Example: Risk agent ignores credit agent's "high risk" assessment and still recommends approval.

Category 3: Task Verification

Missing Verification Steps: No validation of outputs
Incorrect Success Criteria: Wrong definition of task completion
Premature Termination: Agent stops before task is done

Example: Orchestrator returns decision without verifying all agents completed assessments.

Key Insight: Many failures stem from poor system design, not model performance.

Mitigation: Better orchestration strategies, clear role definitions, explicit verification steps.

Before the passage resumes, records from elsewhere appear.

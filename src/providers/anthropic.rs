//! Anthropic Messages API adapter.
//!
//! - Auth via `x-api-key` plus the `anthropic-version` header
//! - System messages are hoisted into the top-level `system` field

use async_trait::async_trait;
use serde_json::Value;
use std::time::Duration;
use tracing::debug;

use sovereign_rag_core::models::{GenerationResult, Message, Role, Usage};

use super::{ensure_success, http_client, read_json, transport_error, Provider};
use crate::error::{Error, Result};

const ANTHROPIC_VERSION: &str = "2023-06-01";
const MAX_TOKENS: u32 = 4096;

pub struct AnthropicProvider {
    client: reqwest::Client,
    model_id: String,
    name: String,
    api_key: String,
    base_url: String,
    timeout: Duration,
}

impl AnthropicProvider {
    pub fn new(name: &str, api_key: &str, base_url: &str, timeout: Duration) -> Result<Self> {
        Ok(Self {
            client: http_client(timeout)?,
            model_id: format!("anthropic/{name}"),
            name: name.to_string(),
            api_key: api_key.to_string(),
            base_url: base_url.trim_end_matches('/').to_string(),
            timeout,
        })
    }

    fn build_request_body(&self, messages: &[Message]) -> Value {
        let (system, rest): (Vec<&Message>, Vec<&Message>) =
            messages.iter().partition(|m| m.role == Role::System);

        let messages_json: Vec<Value> = rest
            .iter()
            .map(|m| serde_json::json!({ "role": m.role.as_str(), "content": m.content }))
            .collect();

        let mut body = serde_json::json!({
            "model": self.name,
            "messages": messages_json,
            "max_tokens": MAX_TOKENS,
        });

        if !system.is_empty() {
            let text = system
                .iter()
                .map(|m| m.content.as_str())
                .collect::<Vec<_>>()
                .join("\n\n");
            body["system"] = Value::String(text);
        }

        body
    }
}

#[async_trait]
impl Provider for AnthropicProvider {
    fn model(&self) -> &str {
        &self.model_id
    }

    fn endpoint(&self) -> &str {
        &self.base_url
    }

    async fn generate(&self, messages: &[Message]) -> Result<GenerationResult> {
        debug!(model = %self.model_id, messages = messages.len(), "anthropic messages");
        let response = self
            .client
            .post(format!("{}/v1/messages", self.base_url))
            .header("x-api-key", &self.api_key)
            .header("anthropic-version", ANTHROPIC_VERSION)
            .json(&self.build_request_body(messages))
            .send()
            .await
            .map_err(|e| transport_error(&self.model_id, &self.base_url, self.timeout, e))?;

        let response = ensure_success(&self.model_id, &self.base_url, response).await?;
        let json = read_json(&self.model_id, &self.base_url, response).await?;

        let content = json["content"][0]["text"]
            .as_str()
            .ok_or_else(|| {
                Error::provider(
                    &self.model_id,
                    &self.base_url,
                    "malformed response: missing content[0].text",
                )
            })?
            .to_string();

        let usage = match (
            json["usage"]["input_tokens"].as_u64(),
            json["usage"]["output_tokens"].as_u64(),
        ) {
            (Some(input), Some(output)) => Some(Usage::new(input, output)),
            _ => None,
        };

        Ok(GenerationResult {
            content,
            model: self.model_id.clone(),
            usage,
        })
    }
}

Root Cause Analysis Framework

# tests/evals/error_analysis/root_cause_analyzer.py
class RootCauseAnalyzer:
    """Systematic root cause analysis for failures"""

    ERROR_TAXONOMY = {
        "MEMORY_ERROR": {
            "indicators": ["duplicate action", "context loss", "forgotten state"],
            "root_causes": ["insufficient context window", "poor state tracking"],
            "fixes": ["increase context", "add explicit state management"]
        },
        "PLANNING_ERROR": {
            "indicators": ["skipped step", "wrong order", "incomplete workflow"],
            "root_causes": ["unclear instructions", "missing constraints"],
            "fixes": ["clarify persona instructions", "add workflow validation"]
        },
        "ACTION_ERROR": {
            "indicators": ["wrong tool", "invalid parameters", "malformed request"],
            "root_causes": ["poor tool descriptions", "weak validation"],
            "fixes": ["improve tool docs", "add parameter validation"]
        }
    }

    def analyze_failure(self, trace: AgentTrace, error: Exception) -> RootCauseReport:
        """Identify root cause and recommend fixes"""

        # Step 1: Classify error
        error_type = self._classify_error(error)

        # Step 2: Extract indicators from trace
        indicators = self._extract_indicators(trace, error_type)

        # Step 3: Match to known root causes
        taxonomy_entry = self.ERROR_TAXONOMY[error_type]
        matched_causes = []

        for indicator in indicators:
            for root_cause in taxonomy_entry["root_causes"]:
                if self._indicator_matches_cause(indicator, root_cause):
                    matched_causes.append(root_cause)

        # Step 4: Recommend fixes
        recommended_fixes = []
        for cause in set(matched_causes):
            fixes = [f for f in taxonomy_entry["fixes"] if cause in f]
            recommended_fixes.extend(fixes)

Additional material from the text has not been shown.